Mr Abbott said nearly 40 per cent of Australians “couldn’t bring themselves to vote” for either the Coalition or Labor at the last election and “it’s easy enough to see why.”
He pointed out 24 per cent of Australians voted for minor parties and independents at last year’s election with five per cent spoiling their ballot papers and 9 per cent didn’t turn up to vote.
Suggesting policy changes, Mr Abbott declared: “The next election is winnable.”
Controversially, he suggested the Government “scrap” the Human Rights Commission and refuse to be an ATM for the states, to allow micro-economic reform in schools and hospitals.
“If we stop pandering to climate change theology and freeze the RET, we can take the pressure off power prices,” he said.
“If we end the big is best’ thinking of the federal Treasury, and scaled back immigration (at least until housing starts and infrastructure have caught up), we can take the pressure off home prices.
“If we take the rhetoric about budget repair seriously and avoid all new spending and cut out all frivolous spending, we will start to get the deficit down.”
Reflecting on his own difficulties with “senate sabotage”, Mr Abbott said his former Treasurer Joe Hockey was criticised for his failure to ‘sell’ the 2014 budget when the problem was “less the salesman than the system.”
He said the senate gridlock “can’t go on”, recommending former Prime Minister John Howard’s proposal to change section 57 of the constitution to allow legislation that’s been rejected twice in the senate three months apart to go to a joint sitting without the need for a double dissolution election.
“The government should consider taking this reform to the people simultaneously with the next election. Let’s make the next election about government versus gridlock,” he said.
Listing the factors driving voter dissatisfaction, Mr Abbott said Australia had some of the world’s highest energy prices, labour costs, regulatory burdens, house prices close to Hong Kong’s and an education standards worse than Kazakhstan.
He admitted there were challenges with the Opposition, a “populist Senate” that made governing almost impossible, a “media that often mistakes insider gossip for serious journalism” and a public that demands to “enjoy things today but to put off paying for them.”
“Still, the government’s job is to face up to these challenges and to overcome them,” he said.
Speaking about what a “sensible centre-right” Government should be doing, Mr Abbott said the party needed a conservative version of the left’s ‘long march through the institutions.’
“We do need to make it respectable again to be liberal on economic questions and conservative on social ones,” he said.

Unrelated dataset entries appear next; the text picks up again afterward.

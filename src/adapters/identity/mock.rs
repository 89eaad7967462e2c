//! In-memory identity provider for tests.

use std::collections::{HashMap, HashSet};
use std::sync::Mutex;

use async_trait::async_trait;
use uuid::Uuid;

use crate::domain::foundation::SubjectId;
use crate::ports::{IdentityError, IdentityProvider, NewIdentity};

/// Test double for `IdentityProvider`. Tokens and users are registered
/// up front; `fail_next_*` hooks let tests exercise the error paths.
#[derive(Default)]
pub struct MockIdentityProvider {
    tokens: Mutex<HashMap<String, String>>,
    users: Mutex<HashSet<String>>,
    fail_next_create: Mutex<Option<String>>,
    fail_next_delete: Mutex<Option<String>>,
}

impl MockIdentityProvider {
    pub fn new() -> Self {
        Self::default()
    }

    /// Make `token` verify as `subject_id`.
    pub fn register_token(&self, token: impl Into<String>, subject_id: impl Into<String>) {
        self.tokens
            .lock()
            .unwrap()
            .insert(token.into(), subject_id.into());
    }

    /// Register an existing user account.
    pub fn register_user(&self, subject_id: impl Into<String>) {
        self.users.lock().unwrap().insert(subject_id.into());
    }

    pub fn user_exists(&self, subject_id: &str) -> bool {
        self.users.lock().unwrap().contains(subject_id)
    }

    pub fn user_count(&self) -> usize {
        self.users.lock().unwrap().len()
    }

    /// Make the next `create_user` call fail with `message`.
    pub fn fail_next_create(&self, message: impl Into<String>) {
        *self.fail_next_create.lock().unwrap() = Some(message.into());
    }

    /// Make the next `delete_user` call fail with `message`.
    pub fn fail_next_delete(&self, message: impl Into<String>) {
        *self.fail_next_delete.lock().unwrap() = Some(message.into());
    }
}

#[async_trait]
impl IdentityProvider for MockIdentityProvider {
    async fn verify_token(&self, token: &str) -> Result<SubjectId, IdentityError> {
        let tokens = self.tokens.lock().unwrap();
        match tokens.get(token) {
            Some(subject_id) => {
                SubjectId::new(subject_id.clone()).map_err(|_| IdentityError::InvalidCredential)
            }
            None => Err(IdentityError::InvalidCredential),
        }
    }

    async fn create_user(&self, _identity: NewIdentity) -> Result<SubjectId, IdentityError> {
        if let Some(message) = self.fail_next_create.lock().unwrap().take() {
            return Err(IdentityError::other(message));
        }

        let subject_id = Uuid::new_v4().to_string();
        self.users.lock().unwrap().insert(subject_id.clone());
        SubjectId::new(subject_id).map_err(|_| IdentityError::other("uuid generation"))
    }

    async fn delete_user(&self, subject_id: &SubjectId) -> Result<(), IdentityError> {
        if let Some(message) = self.fail_next_delete.lock().unwrap().take() {
            return Err(IdentityError::other(message));
        }

        let mut users = self.users.lock().unwrap();
        if users.remove(subject_id.as_str()) {
            Ok(())
        } else {
            Err(IdentityError::NotFound)
        }
    }
}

Criticising Turnbull Government policy, Mr Abbott said he was in favour of renewables, provided they were economic and did not jeopardise security of supply.
He suggested a new approach to energy policy, drawing on an essay in the book on the subject that “exposes the disastrous muddle successive governments have created.”
“We are sleepwalking towards what the head of BlueScope said this week was an energy policy ‘catastrophe’,” he said.
“But it’s not Labor’s even more disastrous 50 per cent renewable target that’s caused the problem — it’s the existing renewable target which the government has no plans to change.”
He said under the Government’s plans, the wind generation would double in the next three years, costing consumers $10 billion.
“We subsidise wind to make coal uneconomic so now we are proposing to subside coal to keep the lights on. Go figure. Wouldn’t’ it be better to abolish subsidies for new renewable generation and let ordinary market forces do the rest?
“Of course that would trigger the mother-of-all-brawls in the senate, but what better way to let voters know that the Coalition wants your power bill down, while Labor wants it up?
Mr Abbott said the likelihood of defeat in the senate “never stopped the Howard government trying to change the unfair dismissal laws.”
“Over forty times we tried and failed and each attempt meant that we burnished our small business credentials and Labor damaged theirs,” he said.